WHEN A FORMER High Court Judge decides that a group of Police officers couldn’t pass “Policing 101”, it’s worrying. But, when he goes on to say that the officers tasked with investigating the notorious Roastbuster abusers of underage girls “failed to adhere to the basic tenets of any form of criminal investigation”, it’s time to get angry – very angry. Because what Sir David Carruthers, Chair of the Independent Police Complaints Authority (IPCA) is telling New Zealanders, is that their Police Force cannot be trusted to do its job.
But Sir David’s scathing commentary is only the most explicit message emerging from the Roastbusters inquiry. A close reading of the IPCA’s report reveals a reality much darker than mere incompetence. Deep within the Police, an apparently ineradicable culture of misogyny continues to thwart every attempt to improve the Force’s handling of rape and sexual abuse cases.
What is it that prevents these misogynists from being exposed and rooted out? Because, Lord knows, the official Police policy on rape and sexual abuse could not be clearer. Senior officers are constantly being brought up to speed on the issue at seminars and conferences. The protocols and procedures could not be clearer. But still, only one out of every 99 rapes reported to the Police ends with the rapist being convicted and imprisoned. Clearly, the policy is not being enforced. Why?
Part of the answer may be found in this morning’s (20/3/15) NZ Herald. Columnist Paul Thomas suggests that, in both Britain and New Zealand, society is, increasingly, separating itself into two groups: “The divide is between what might be called enlightened metropolitan opinion (EMO), aka the chattering classes, aka the forces of political correctness, and popular opinion (PO), aka the silent majority, aka the great unwashed.”
Thomas clearly locates himself in the camp of PO. Right alongside John Key. The Prime Minister’s political success, opines Thomas, is attributable to his being “someone who speaks our language, the voice of bluff, non-PC common sense.”
This description of society as an endless battle between the forces of urban vice and rural virtue has a very lengthy pedigree in New Zealand. In spite of the fact that ours has been an overwhelmingly urban society for well over a century, New Zealanders (especially male New Zealanders) still like to think of themselves as worthy descendants of the sturdy settlers who tamed the wilderness with axe and plough.
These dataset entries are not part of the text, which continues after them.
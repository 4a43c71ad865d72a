//! Slider configuration.
//!
//! [`SliderConfig`] is the whole public configuration surface. It is plain
//! data: hosts build it in code or load it from JSON/TOML, and may replace it
//! on every update cycle.
//!
//! # Example
//!
//! ```
//! use rangeslider::{AnimationType, SliderConfig};
//!
//! let config = SliderConfig::from_json(
//!     r##"{"leftValue": 20, "rightValue": 80, "maximumValue": 100,
//!         "animateTransitions": true, "animationType": "spring"}"##,
//! ).unwrap();
//! assert_eq!(config.right_value, 80.0);
//! assert_eq!(config.animation_type, AnimationType::Spring);
//! ```

use crate::error::ConfigError;
use crate::range::ValueRange;
use crate::thumb::{Thumb, TransitionPolicy};
use rangeslider_core::{Color, Easing, Size};
use serde::{Deserialize, Serialize};

/// Default spring tension.
pub const DEFAULT_TENSION: f64 = 100.0;
/// Default spring friction.
pub const DEFAULT_FRICTION: f64 = 7.0;
/// Default timing duration in milliseconds.
pub const DEFAULT_DURATION_MS: f64 = 150.0;

/// How externally supplied values are animated.
#[derive(Debug, Clone, Copy, PartialEq, Eq, Default, Serialize, Deserialize)]
#[serde(rename_all = "lowercase")]
pub enum AnimationType {
    /// Tension/friction spring
    Spring,
    /// Fixed-duration eased transition
    #[default]
    Timing,
}

impl AnimationType {
    /// Merge `overrides` over this policy's defaults.
    #[must_use]
    pub fn resolve(self, overrides: &AnimationConfig) -> TransitionPolicy {
        match self {
            Self::Spring => TransitionPolicy::Spring {
                tension: overrides.tension.unwrap_or(DEFAULT_TENSION),
                friction: overrides.friction.unwrap_or(DEFAULT_FRICTION),
            },
            Self::Timing => TransitionPolicy::Timing {
                duration_ms: overrides.duration.unwrap_or(DEFAULT_DURATION_MS),
                delay_ms: overrides.delay.unwrap_or(0.0),
                easing: overrides.easing.unwrap_or(Easing::EaseInOut),
            },
        }
    }
}

/// Caller overrides for the transition defaults.
///
/// Fields that do not apply to the selected [`AnimationType`] are ignored.
#[derive(Debug, Clone, Copy, Default, PartialEq, Serialize, Deserialize)]
#[serde(default, rename_all = "camelCase")]
pub struct AnimationConfig {
    /// Spring friction
    #[serde(skip_serializing_if = "Option::is_none")]
    pub friction: Option<f64>,
    /// Spring tension
    #[serde(skip_serializing_if = "Option::is_none")]
    pub tension: Option<f64>,
    /// Timing duration in milliseconds
    #[serde(skip_serializing_if = "Option::is_none")]
    pub duration: Option<f64>,
    /// Timing delay in milliseconds
    #[serde(skip_serializing_if = "Option::is_none")]
    pub delay: Option<f64>,
    /// Timing easing curve
    #[serde(skip_serializing_if = "Option::is_none")]
    pub easing: Option<Easing>,
}

/// Range slider configuration.
#[derive(Debug, Clone, PartialEq, Serialize, Deserialize)]
#[serde(default, rename_all = "camelCase")]
pub struct SliderConfig {
    /// Initial/controlled value of the left thumb
    pub left_value: f32,
    /// Initial/controlled value of the right thumb
    pub right_value: f32,
    /// Lower bound of the range
    pub minimum_value: f32,
    /// Upper bound of the range
    pub maximum_value: f32,
    /// Step increment (0 = continuous)
    pub step: f32,
    /// Ignore drags
    pub disabled: bool,
    /// Track color left of the left thumb
    #[serde(with = "hex_color")]
    pub minimum_track_tint_color: Color,
    /// Track color right of the left thumb
    #[serde(with = "hex_color")]
    pub maximum_track_tint_color: Color,
    /// Thumb color
    #[serde(with = "hex_color")]
    pub thumb_tint_color: Color,
    /// Size of the invisible touch target around each thumb
    pub thumb_touch_size: Size,
    /// Visible thumb size
    pub thumb_size: Size,
    /// Visible track height
    pub track_height: f32,
    /// Paint the touch surface and touch rectangle
    pub debug_touch_area: bool,
    /// Animate externally supplied value changes
    pub animate_transitions: bool,
    /// Transition kind when animating
    pub animation_type: AnimationType,
    /// Overrides for the transition defaults
    pub animation_config: AnimationConfig,
}

impl Default for SliderConfig {
    fn default() -> Self {
        Self {
            left_value: 0.2,
            right_value: 0.5,
            minimum_value: 0.0,
            maximum_value: 1.0,
            step: 0.0,
            disabled: false,
            minimum_track_tint_color: Color::from_rgb8(0x3f, 0x3f, 0x3f),
            maximum_track_tint_color: Color::from_rgb8(0xb3, 0xb3, 0xb3),
            thumb_tint_color: Color::from_rgb8(0x34, 0x34, 0x34),
            thumb_touch_size: Size::square(40.0),
            thumb_size: Size::square(20.0),
            track_height: 4.0,
            debug_touch_area: false,
            animate_transitions: false,
            animation_type: AnimationType::Timing,
            animation_config: AnimationConfig::default(),
        }
    }
}

impl SliderConfig {
    /// Load and validate a JSON document.
    pub fn from_json(json: &str) -> Result<Self, ConfigError> {
        let config: Self = serde_json::from_str(json)?;
        config.validate()?;
        Ok(config)
    }

    /// Load and validate a TOML document.
    pub fn from_toml(toml: &str) -> Result<Self, ConfigError> {
        let config: Self = toml::from_str(toml)?;
        config.validate()?;
        Ok(config)
    }

    /// Check the range, thumb values and sizes.
    pub fn validate(&self) -> Result<(), ConfigError> {
        self.range()?;
        for (thumb, value) in [
            (Thumb::Left, self.left_value),
            (Thumb::Right, self.right_value),
        ] {
            if !value.is_finite() {
                return Err(ConfigError::ThumbValue { thumb, value });
            }
        }
        let Size { width, height } = self.thumb_touch_size;
        if !is_usable_size(self.thumb_touch_size) {
            return Err(ConfigError::TouchSize { width, height });
        }
        let Size { width, height } = self.thumb_size;
        if !is_usable_size(self.thumb_size) {
            return Err(ConfigError::ThumbSize { width, height });
        }
        if !is_usable_length(self.track_height) {
            return Err(ConfigError::TrackHeight(self.track_height));
        }
        Ok(())
    }

    /// Validated value range.
    pub fn range(&self) -> Result<ValueRange, ConfigError> {
        Ok(ValueRange::new(
            self.minimum_value,
            self.maximum_value,
            self.step,
        )?)
    }

    /// Transition policy with overrides applied.
    #[must_use]
    pub fn transition_policy(&self) -> TransitionPolicy {
        self.animation_type.resolve(&self.animation_config)
    }
}

fn is_usable_length(length: f32) -> bool {
    length.is_finite() && length >= 0.0
}

fn is_usable_size(size: Size) -> bool {
    is_usable_length(size.width) && is_usable_length(size.height)
}

/// Parse a tint color from a hex string.
pub fn parse_tint(value: &str) -> Result<Color, ConfigError> {
    Color::from_hex(value).map_err(|source| ConfigError::Color {
        value: value.to_string(),
        source,
    })
}

mod hex_color {
    use rangeslider_core::Color;
    use serde::{de, Deserialize, Deserializer, Serializer};

    pub(super) fn serialize<S: Serializer>(color: &Color, serializer: S) -> Result<S::Ok, S::Error> {
        serializer.serialize_str(&color.to_hex())
    }

    pub(super) fn deserialize<'de, D: Deserializer<'de>>(deserializer: D) -> Result<Color, D::Error> {
        let value = String::deserialize(deserializer)?;
        super::parse_tint(&value).map_err(de::Error::custom)
    }
}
Though most of them live in the country’s largest cities, they nevertheless think of themselves as self-sufficient men; rugged individualists who prize practical knowledge over “book-learning”. They want the country to be run by sensible blokes, like themselves. Blokes who can be relied upon to use their common-sense and not be influenced by intellectuals and so-called “experts” who would like nothing better than to tie up the whole world in politically-correct knots.
The great problem with this “sturdy settler” (Southern Man?) role model is that it was forged in a world without women. Or, at least, a world in which women were for a long time a distinct minority.
The overwhelmingly masculine culture it produced is one in which physical prowess counts for much more than intellectual or creative endeavour. Sport, and the barely suppressed violence that sport redirects and absorbs, is its most pervasive artefact. It’s an authoritarian culture that expects to be obeyed and which finds it next-to-impossible to tolerate dissent and debate.
It is also a culture which has never quite worked out where women fit into it. The Kiwi bloke’s hackneyed lament: that he can’t live with the female of the species, but also can’t live without her – is hardly a sentiment to put Kiwi women at their ease. Especially when it leads New Zealand’s good, keen men to look upon “the little woman” as simply another piece of gear to be stashed in the back of the ute, along with the footy-boots, fishing rods, and a few dozen cold ones. By this reckoning, women are reduced to mere adjuncts to otherwise masculine pursuits: something to make the evening go better – like beer.
The Police Force – so overwhelmingly male, and so demonstrably steeped in New Zealand’s rigidly masculine culture – in large part still sees itself as an institution dedicated to upholding and defending Thomas’s “popular opinion”. The policies of “enlightened metropolitan opinion” foisted upon them by left-wing politicians and radical feminists, may require them to pay lip service to the goal of eliminating New Zealand’s “Rape Culture”, but the “common sense” of real men, good men, strong men still tells them that “boys will be boys” – and that girls like it that way.